Лишь самые прозорливые заметили его странное качество: свою истинную душу, свои задушевные произведения и мысли, «лучшую сторону своих интересов» он тщательно скрывал, а в шуточных стихах, в проказах пускался во все тяжкие. Тут не просто разгул, не жажда дешевой известности среди сверстников и, разумеется, никакая не одержимость «демоном нечистоты». Лермонтов ломает, разбивает в пух и прах котурны романтизма, на которых еще недавно стоял, – спускается наземь, в естественную реальную жизнь, срывает и отбрасывает романтический плащ байронизма. Поэту тесно, душно, не по себе в этом поднадоевшем ему наряде… – а здесь все способы хороши. Он рвется к себе новому из старых пут.

2

Молодость у всех – пора путаницы и душевной смуты, томительного самоопределения; каково же поэту, у которого чувства – острее некуда!..

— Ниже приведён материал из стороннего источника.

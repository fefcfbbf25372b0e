//! Property-based sweeps over the spatial tiling arithmetic
//!
//! The closed-form steady/edge formulas interact with non-divisible extents,
//! strides wider than tiles, and single-cluster degenerate cases. These
//! sweeps drive (size, tile, stride, width) through those regions and pin
//! the invariants the downstream estimators rely on.

use mapscope::{
    ClusterAnalysis, Dimension, DimensionTable, Directive, DirectiveTable, NetworkOnChipModel,
    TensorTable,
};
use proptest::prelude::*;

fn ceil(a: u64, b: u64) -> u64 {
    a / b + u64::from(a % b != 0)
}

fn single_spatial(size: u64, tile: u64, stride: u64) -> (DimensionTable, DirectiveTable) {
    let mut dims = DimensionTable::new();
    dims.insert(Dimension::new("X", size));
    let dataflow = DirectiveTable::from_directives(vec![Directive::spatial("X", tile, stride)]);
    (dims, dataflow)
}

proptest! {
    /// Edge-cluster count stays within [1, width] for any geometry,
    /// collapsing to exactly 1 whenever one tile covers the dimension.
    #[test]
    fn edge_clusters_bounded_by_width(
        size in 1u64..512,
        tile in 1u64..48,
        stride in 1u64..48,
        width in 1u64..24,
    ) {
        let (dims, dataflow) = single_spatial(size, tile, stride);
        let tensors = TensorTable::new();
        let noc = NetworkOnChipModel::default();
        let analysis =
            ClusterAnalysis::new(0, width, &dataflow, &dims, &tensors, &noc).unwrap();

        let edge = analysis.num_spatial_edge_clusters();
        prop_assert!(edge >= 1 && edge <= width);
        if size <= tile {
            prop_assert_eq!(edge, 1);
        }
        prop_assert!(analysis.num_edge_spatial_iterations() <= 1);
    }

    /// The spatial iteration count is the plain sweep count ceil(S / (O*C)).
    #[test]
    fn spatial_iterations_are_sweep_count(
        size in 1u64..512,
        tile in 1u64..48,
        stride in 1u64..48,
        width in 1u64..24,
    ) {
        let (dims, dataflow) = single_spatial(size, tile, stride);
        let tensors = TensorTable::new();
        let noc = NetworkOnChipModel::default();
        let analysis =
            ClusterAnalysis::new(0, width, &dataflow, &dims, &tensors, &noc).unwrap();

        prop_assert_eq!(
            analysis.num_spatial_iterations(),
            ceil(size, stride * width)
        );
    }

    /// Total iteration count equals the independently computed per-directive
    /// product, and repeated calls agree.
    #[test]
    fn total_iterations_equal_independent_product(
        m in 1u64..300, n in 1u64..300, k in 1u64..300,
        tm in 1u64..24, tn in 1u64..24, tk in 1u64..24,
        width in 1u64..12,
    ) {
        let mut dims = DimensionTable::new();
        dims.insert(Dimension::new("M", m));
        dims.insert(Dimension::new("N", n));
        dims.insert(Dimension::new("K", k));
        let dataflow = DirectiveTable::from_directives(vec![
            Directive::spatial("M", tm, tm),
            Directive::temporal("N", tn, tn),
            Directive::temporal("K", tk, tk),
        ]);
        let tensors = TensorTable::new();
        let noc = NetworkOnChipModel::default();
        let analysis =
            ClusterAnalysis::new(0, width, &dataflow, &dims, &tensors, &noc).unwrap();

        let expected = ceil(m, tm * width) * ceil(n, tn) * ceil(k, tk);
        prop_assert_eq!(analysis.num_total_iterations().unwrap(), expected);
        prop_assert_eq!(
            analysis.num_total_iterations().unwrap(),
            analysis.num_total_iterations().unwrap()
        );
    }

    /// mapped = unique + reused on both axes, for every mapped dimension,
    /// including strides wider than the tile (negative reuse).
    #[test]
    fn reuse_sums_to_mapped(
        tile_m in 1u64..32, stride_m in 1u64..32,
        tile_k in 1u64..32, stride_k in 1u64..32,
    ) {
        let mut dims = DimensionTable::new();
        dims.insert(Dimension::new("M", 256));
        dims.insert(Dimension::new("K", 256));
        let dataflow = DirectiveTable::from_directives(vec![
            Directive::spatial("M", tile_m, stride_m),
            Directive::temporal("K", tile_k, stride_k),
        ]);
        let tensors = TensorTable::new();
        let noc = NetworkOnChipModel::default();
        let analysis =
            ClusterAnalysis::new(0, 4, &dataflow, &dims, &tensors, &noc).unwrap();

        for name in ["M", "K"] {
            let r = analysis.reuse(name).unwrap();
            prop_assert_eq!(r.spatial_unique + r.spatial_reused, r.mapped);
            prop_assert_eq!(r.temporal_unique + r.temporal_reused, r.mapped);
        }
    }

    /// Occupancy sweeps never exceed the plain sweep count: steady sweeps
    /// plus the edge sweep stay within ceil(S / (O*C)).
    #[test]
    fn occupancy_sweeps_within_sweep_count(
        size in 1u64..512,
        tile in 1u64..48,
        stride in 1u64..48,
        width in 1u64..24,
    ) {
        let (dims, dataflow) = single_spatial(size, tile, stride);
        let tensors = TensorTable::new();
        let noc = NetworkOnChipModel::default();
        let analysis =
            ClusterAnalysis::new(0, width, &dataflow, &dims, &tensors, &noc).unwrap();

        let steady = analysis.num_steady_spatial_iterations();
        let edge = analysis.num_edge_spatial_iterations();
        prop_assert!(steady + edge >= 1);
        prop_assert!(steady + edge <= analysis.num_spatial_iterations());
    }
}
//! Batch evaluation of candidate mappings
//!
//! A design-space sweep evaluates many candidate directive sequences against
//! one shared evaluation context. This file verifies the two properties the
//! sweep relies on:
//! 1. Invalid candidates surface as typed errors and are skipped without
//!    aborting the run.
//! 2. Independent analyzers share no mutable state, so a rayon-parallel
//!    sweep produces exactly the sequential results.

use mapscope::{
    ClusterAnalysis, ConfigurationError, Dimension, DimensionTable, Directive, DirectiveTable,
    NetworkOnChipModel, TensorTable,
};
use rayon::prelude::*;

fn context() -> (DimensionTable, TensorTable, NetworkOnChipModel) {
    let mut dims = DimensionTable::new();
    dims.insert(Dimension::new("M", 96));
    dims.insert(Dimension::new("N", 64));
    dims.insert(Dimension::new("K", 48));
    (dims, TensorTable::new(), NetworkOnChipModel::new(8, 2, true))
}

/// Tile-size sweep over M/N/K plus two deliberately invalid candidates.
fn candidates() -> Vec<DirectiveTable> {
    let mut sweep = Vec::new();
    for tile_m in [2u64, 4, 8, 16] {
        for tile_k in [4u64, 6, 12] {
            sweep.push(DirectiveTable::from_directives(vec![
                Directive::spatial("M", tile_m, tile_m),
                Directive::temporal("N", 8, 8),
                Directive::temporal("K", tile_k, tile_k),
            ]));
        }
    }
    // no spatial directive at all
    sweep.push(DirectiveTable::from_directives(vec![
        Directive::temporal("M", 4, 4),
        Directive::temporal("N", 8, 8),
    ]));
    // three-way spatial parallelism in one cluster
    sweep.push(DirectiveTable::from_directives(vec![
        Directive::spatial("M", 4, 4),
        Directive::spatial("N", 4, 4),
        Directive::spatial("K", 4, 4),
    ]));
    sweep
}

fn evaluate(
    dataflow: &DirectiveTable,
    dims: &DimensionTable,
    tensors: &TensorTable,
    noc: &NetworkOnChipModel,
) -> Result<(u64, u64, u64), ConfigurationError> {
    let analysis = ClusterAnalysis::new(0, 4, dataflow, dims, tensors, noc)?;
    Ok((
        analysis.num_total_iterations()?,
        analysis.num_spatial_edge_clusters(),
        analysis.num_partial_outputs(),
    ))
}

#[test]
fn invalid_candidates_are_skipped_not_fatal() {
    let _ = env_logger::builder().is_test(true).try_init();
    let (dims, tensors, noc) = context();

    let results: Vec<_> = candidates()
        .iter()
        .map(|dataflow| evaluate(dataflow, &dims, &tensors, &noc))
        .collect();

    let valid = results.iter().filter(|r| r.is_ok()).count();
    assert_eq!(valid, 12);
    assert!(results
        .iter()
        .any(|r| matches!(r, Err(ConfigurationError::NoSpatialMap { .. }))));
    assert!(results.iter().any(|r| matches!(
        r,
        Err(ConfigurationError::MultiParallelismInSingleCluster { .. })
    )));
}

#[test]
fn parallel_sweep_matches_sequential_sweep() {
    let (dims, tensors, noc) = context();
    let sweep = candidates();

    let sequential: Vec<_> = sweep
        .iter()
        .map(|dataflow| evaluate(dataflow, &dims, &tensors, &noc))
        .collect();

    let parallel: Vec<_> = sweep
        .par_iter()
        .map(|dataflow| evaluate(dataflow, &dims, &tensors, &noc))
        .collect();

    assert_eq!(sequential, parallel);
}
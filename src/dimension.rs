//! Dimension registry for one mapped layer
//!
//! A [`DimensionTable`] holds every loop dimension of the computation being
//! mapped, together with the two relationships the analysis needs:
//!
//! - **overlap links**: a dimension swept by a sliding window (e.g. an input
//!   column) is linked to the sliding dimension that sweeps it (the filter
//!   column). Both sides report as overlapped; only the filter side reports
//!   as sliding.
//! - **output aliases**: output dimensions are projections of input dimensions
//!   and carry no independent iteration; they are skipped by partial-output
//!   counting and rewritten away by input-centric normalization.
//!
//! Registration order is preserved; iteration yields dimensions in the order
//! they were inserted.

use serde::{Deserialize, Serialize};
use std::collections::HashMap;

/// A single loop dimension: identifier plus full extent
#[derive(Debug, Clone, PartialEq, Eq, Serialize, Deserialize)]
pub struct Dimension {
    /// Dimension identifier, unique within one table
    pub name: String,
    /// Full extent of the dimension in elements
    pub size: u64,
}

impl Dimension {
    pub fn new(name: impl Into<String>, size: u64) -> Self {
        Dimension {
            name: name.into(),
            size,
        }
    }
}

/// Per-layer dimension registry with overlap and output-alias relationships
///
/// Populated once by the surrounding evaluation context, then consumed
/// read-only by every per-level analyzer of the mapping.
#[derive(Debug, Clone, Default, Serialize, Deserialize)]
pub struct DimensionTable {
    dims: Vec<Dimension>,
    index: HashMap<String, usize>,
    /// Overlapped dimension -> its sliding partner
    overlaps: HashMap<String, String>,
    /// Sliding dimension -> the dimension it slides over
    sliding: HashMap<String, String>,
    /// Output dimension -> the input dimension it projects onto
    outputs: HashMap<String, String>,
}

impl DimensionTable {
    pub fn new() -> Self {
        DimensionTable::default()
    }

    /// Register a dimension. Re-inserting a name updates its size in place.
    pub fn insert(&mut self, dim: Dimension) {
        match self.index.get(&dim.name) {
            Some(&pos) => self.dims[pos] = dim,
            None => {
                self.index.insert(dim.name.clone(), self.dims.len());
                self.dims.push(dim);
            }
        }
    }

    /// Link an overlapped dimension to the sliding dimension that sweeps it.
    ///
    /// Re-linking either side replaces the previous partner, so an overlapped
    /// non-sliding dimension always has exactly one partner.
    pub fn link_overlap(&mut self, overlapped: impl Into<String>, sliding: impl Into<String>) {
        let overlapped = overlapped.into();
        let sliding = sliding.into();
        self.overlaps.insert(overlapped.clone(), sliding.clone());
        self.sliding.insert(sliding, overlapped);
    }

    /// Designate an output dimension and the input dimension it projects onto.
    pub fn alias_output(&mut self, output: impl Into<String>, input: impl Into<String>) {
        self.outputs.insert(output.into(), input.into());
    }

    pub fn size(&self, name: &str) -> Option<u64> {
        self.get(name).map(|d| d.size)
    }

    pub fn get(&self, name: &str) -> Option<&Dimension> {
        self.index.get(name).map(|&pos| &self.dims[pos])
    }

    /// True for both sides of an overlap link
    pub fn is_overlapped(&self, name: &str) -> bool {
        self.overlaps.contains_key(name) || self.sliding.contains_key(name)
    }

    /// True only for the sliding (filter) side of an overlap link
    pub fn is_sliding(&self, name: &str) -> bool {
        self.sliding.contains_key(name)
    }

    /// The partner across the overlap link, from either side
    pub fn overlapping_dim(&self, name: &str) -> Option<&str> {
        self.overlaps
            .get(name)
            .or_else(|| self.sliding.get(name))
            .map(String::as_str)
    }

    pub fn is_output(&self, name: &str) -> bool {
        self.outputs.contains_key(name)
    }

    /// The input dimension a designated output dimension projects onto
    pub fn input_dim_of(&self, output: &str) -> Option<&str> {
        self.outputs.get(output).map(String::as_str)
    }

    /// Dimensions in registration order
    pub fn iter(&self) -> impl Iterator<Item = &Dimension> {
        self.dims.iter()
    }

    pub fn len(&self) -> usize {
        self.dims.len()
    }

    pub fn is_empty(&self) -> bool {
        self.dims.is_empty()
    }
}
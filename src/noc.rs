//! Network-on-chip model handle
//!
//! Held by each per-level analyzer and exposed pass-through to the NoC traffic
//! estimator; none of its fields influence the closed-form analysis here.

use serde::{Deserialize, Serialize};

/// Parameters of the interconnect feeding one cluster level
#[derive(Debug, Clone, PartialEq, Eq, Serialize, Deserialize)]
pub struct NetworkOnChipModel {
    /// Words deliverable per cycle
    pub bandwidth: u64,
    /// Cycles per hop
    pub hop_latency: u64,
    /// Whether a single send can feed all clusters at once
    pub supports_multicast: bool,
}

impl NetworkOnChipModel {
    pub fn new(bandwidth: u64, hop_latency: u64, supports_multicast: bool) -> Self {
        NetworkOnChipModel {
            bandwidth,
            hop_latency,
            supports_multicast,
        }
    }
}

impl Default for NetworkOnChipModel {
    fn default() -> Self {
        NetworkOnChipModel {
            bandwidth: 1,
            hop_latency: 1,
            supports_multicast: true,
        }
    }
}
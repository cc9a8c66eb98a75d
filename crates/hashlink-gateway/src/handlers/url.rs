use axum::body::Bytes;
use axum::extract::rejection::BytesRejection;
use axum::extract::{Path, State};
use axum::http::{header, HeaderMap, HeaderValue, StatusCode};
use axum::response::{IntoResponse, Response};
use hashlink_core::{ShortCode, ShortenParams};
use tracing::{debug, info};

use crate::error::{AppError, Result};
use crate::model::{ShortenRequest, ShortenResponse};
use crate::state::AppState;

/// `POST /v1/short`
///
/// The body is read and decoded by hand so that each failing stage keeps its
/// own error message.
pub async fn shorten_handler(
    State(state): State<AppState>,
    headers: HeaderMap,
    body: std::result::Result<Bytes, BytesRejection>,
) -> Result<Response> {
    let body = body.map_err(AppError::ReadBody)?;
    let request: ShortenRequest =
        serde_json::from_slice(&body).map_err(AppError::UnmarshalJson)?;

    let host = request_host(&headers).unwrap_or_else(|| state.default_host().to_string());
    let shortened = state
        .shortener()
        .shorten(ShortenParams {
            original_url: request.url,
            scheme: state.scheme().to_string(),
            host,
        })
        .await?;
    info!(code = %shortened.code, "shortened url");

    let payload = serde_json::to_vec(&ShortenResponse {
        short_url: shortened.short_url,
    })
    .map_err(AppError::MarshalResponse)?;

    Ok(([(header::CONTENT_TYPE, "application/json")], payload).into_response())
}

/// `GET /{code}`
pub async fn redirect_handler(
    State(state): State<AppState>,
    Path(code): Path<String>,
) -> Result<Response> {
    // Lookups are by exact key, so codes are not validated here.
    let code = ShortCode::new_unchecked(code);

    match state.redirector().resolve(&code).await? {
        // An empty stored URL has nowhere to redirect to and counts as missing.
        Some(url) if !url.is_empty() => {
            let location =
                HeaderValue::try_from(url).map_err(|e| AppError::InvalidLocation(e.to_string()))?;
            debug!(code = %code, "redirecting");
            Ok((StatusCode::MOVED_PERMANENTLY, [(header::LOCATION, location)]).into_response())
        }
        _ => Ok(not_found_handler().await),
    }
}

pub async fn not_found_handler() -> Response {
    (StatusCode::NOT_FOUND, "Not Found").into_response()
}

fn request_host(headers: &HeaderMap) -> Option<String> {
    headers
        .get(header::HOST)
        .and_then(|value| value.to_str().ok())
        .filter(|host| !host.is_empty())
        .map(str::to_string)
}
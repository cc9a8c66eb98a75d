use axum::routing::{get, post};
use axum::Router;
use tower_http::trace::TraceLayer;

use crate::handlers::{health_handler, not_found_handler, redirect_handler, shorten_handler};
use crate::state::AppState;

pub const HEALTH_PATH: &str = "/v1/health";
pub const SHORTEN_PATH: &str = "/v1/short";
pub const REDIRECT_PATH: &str = "/{code}";

pub struct App;

impl App {
    pub fn router(state: AppState) -> Router {
        Router::new()
            .route(HEALTH_PATH, get(health_handler))
            .route(SHORTEN_PATH, post(shorten_handler))
            .route(REDIRECT_PATH, get(redirect_handler))
            .fallback(not_found_handler)
            .layer(TraceLayer::new_for_http())
            .with_state(state)
    }
}
//! HTTP boundary of the hashlink URL shortener.
//!
//! Routes `POST /v1/short` to the shortener and `GET /{code}` to the
//! redirector, and translates their results into HTTP responses.

pub mod app;
pub mod error;
pub mod handlers;
pub mod model;
pub mod state;

pub use app::App;
pub use error::AppError;
pub use state::AppState;
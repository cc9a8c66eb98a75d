//! Repository backends for hashlink.
//!
//! [`KvStore`] is the durable single-file store; [`KvRepository`] binds it to
//! one namespace. [`InMemoryRepository`] keeps everything in process memory.

pub mod kv;
pub mod memory;

pub use hashlink_core::{ReadRepository, Repository, StorageError, UrlRecord};
pub use kv::{KvRepository, KvStore};
pub use memory::InMemoryRepository;
//! Redirector service library.
//!
//! This crate provides a [`RedirectorService`] that resolves short codes to
//! their original URLs through a read-only repository.
//!
//! # Example
//!
//! ```rust
//! use hashlink_core::{Repository, ShortCode, UrlRecord};
//! use hashlink_redirector::RedirectorService;
//! use hashlink_storage::InMemoryRepository;
//! use std::sync::Arc;
//!
//! # async fn example() -> Result<(), Box<dyn std::error::Error>> {
//! let repo = Arc::new(InMemoryRepository::new());
//! let code = ShortCode::new("abc123")?;
//! repo.upsert(&code, UrlRecord::new("https://example.com")).await?;
//!
//! let service = RedirectorService::new(repo);
//! if let Some(url) = service.resolve(&code).await? {
//!     println!("Redirect to: {}", url);
//! }
//! # Ok(())
//! # }
//! ```

pub mod error;
pub mod redirector;
pub mod service;

pub use error::{RedirectorError, Result};
pub use redirector::Redirector;
pub use service::RedirectorService;
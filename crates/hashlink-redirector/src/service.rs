use std::sync::Arc;

use crate::redirector::Redirector;
use async_trait::async_trait;
use hashlink_core::{ReadRepository, ShortCode};
use tracing::{debug, trace};

/// Service for handling URL redirects.
///
/// Uses a read-only repository to fetch URL records. The stored URL is
/// handed back untouched.
#[derive(Debug, Clone)]
pub struct RedirectorService<R> {
    repository: Arc<R>,
}

impl<R: ReadRepository> RedirectorService<R> {
    /// Creates a new RedirectorService with the given repository.
    pub fn new(repository: R) -> Self {
        Self {
            repository: Arc::new(repository),
        }
    }

    /// Resolves a short code to its original URL.
    ///
    /// # Returns
    ///
    /// * `Ok(Some(url))` - The original URL if the code is known
    /// * `Ok(None)` - If the code doesn't exist
    /// * `Err(e)` - If there was an error accessing the repository
    pub async fn resolve(&self, code: &ShortCode) -> crate::Result<Option<String>> {
        Redirector::resolve(self, code).await
    }
}

#[async_trait]
impl<R: ReadRepository> Redirector for RedirectorService<R> {
    async fn resolve(&self, code: &ShortCode) -> crate::Result<Option<String>> {
        trace!(code = %code, "resolving short code");

        match self.repository.get(code).await? {
            Some(record) => {
                debug!(code = %code, url = %record.original_url, "Resolved short code");
                Ok(Some(record.original_url))
            }
            None => {
                trace!(code = %code, "Short code not found");
                Ok(None)
            }
        }
    }
}

#[cfg(test)]
mod tests {
    use super::*;
    use crate::RedirectorError;
    use hashlink_core::{Repository, StorageError, UrlRecord};
    use hashlink_storage::InMemoryRepository;

    fn code(s: &str) -> ShortCode {
        ShortCode::new_unchecked(s)
    }

    async fn setup_with_record(
        code: &ShortCode,
        url: &str,
    ) -> RedirectorService<InMemoryRepository> {
        let repo = InMemoryRepository::new();
        repo.upsert(code, UrlRecord::new(url)).await.unwrap();
        RedirectorService::new(repo)
    }

    struct UnavailableRepository;

    #[async_trait]
    impl ReadRepository for UnavailableRepository {
        async fn get(&self, _code: &ShortCode) -> Result<Option<UrlRecord>, StorageError> {
            Err(StorageError::Unavailable("database closed".to_string()))
        }
    }

    #[tokio::test]
    async fn resolve_existing_code() {
        let c = code("abc123");
        let service = setup_with_record(&c, "https://example.com").await;

        let result = service.resolve(&c).await.unwrap();
        assert_eq!(result.as_deref(), Some("https://example.com"));
    }

    #[tokio::test]
    async fn resolve_nonexistent_code() {
        let service = RedirectorService::new(InMemoryRepository::new());

        let result = service.resolve(&code("zzzz")).await.unwrap();
        assert!(result.is_none());
    }

    #[tokio::test]
    async fn resolve_returns_stored_value_verbatim() {
        let c = code("abc123");
        let stored = "not even a url, but stored anyway ";
        let service = setup_with_record(&c, stored).await;

        let result = service.resolve(&c).await.unwrap();
        assert_eq!(result.as_deref(), Some(stored));
    }

    #[tokio::test]
    async fn storage_failure_is_reported() {
        let service = RedirectorService::new(UnavailableRepository);

        let err = service.resolve(&code("abc123")).await.unwrap_err();
        assert!(matches!(
            err,
            RedirectorError::Storage(StorageError::Unavailable(_))
        ));
    }
}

Июнь 1833 года. «С тех пор как я не писал к вам, так много произошло во мне, так много странного, что, право, не знаю, каким путем идти мне, путем порока или глупости.

Правда, оба они часто приводят к той же цели», – замечает Лермонтов в письме к Марии Лопухиной.

Через два месяца, к ней же:

«Я не писал к вам с тех пор, как мы перешли в лагерь, да и не мог решительно, при всем желании. Представьте себе палатку, 3 аршин в длину и ширину и 2 ½ аршин вышины; в ней живут трое, и тут же вся поклажа и доспехи, как-то: сабли, карабины, кивера и проч. Погода была ужасная; дождь без конца, так что часто по два дня подряд нам не удавалось просушить платье. Тем не менее эта жизнь отчасти мне нравилась. Вы знаете, любезный друг, что мне всегда нравились дождь и слякоть – и тут, по милости божией, я насладился ими вдосталь.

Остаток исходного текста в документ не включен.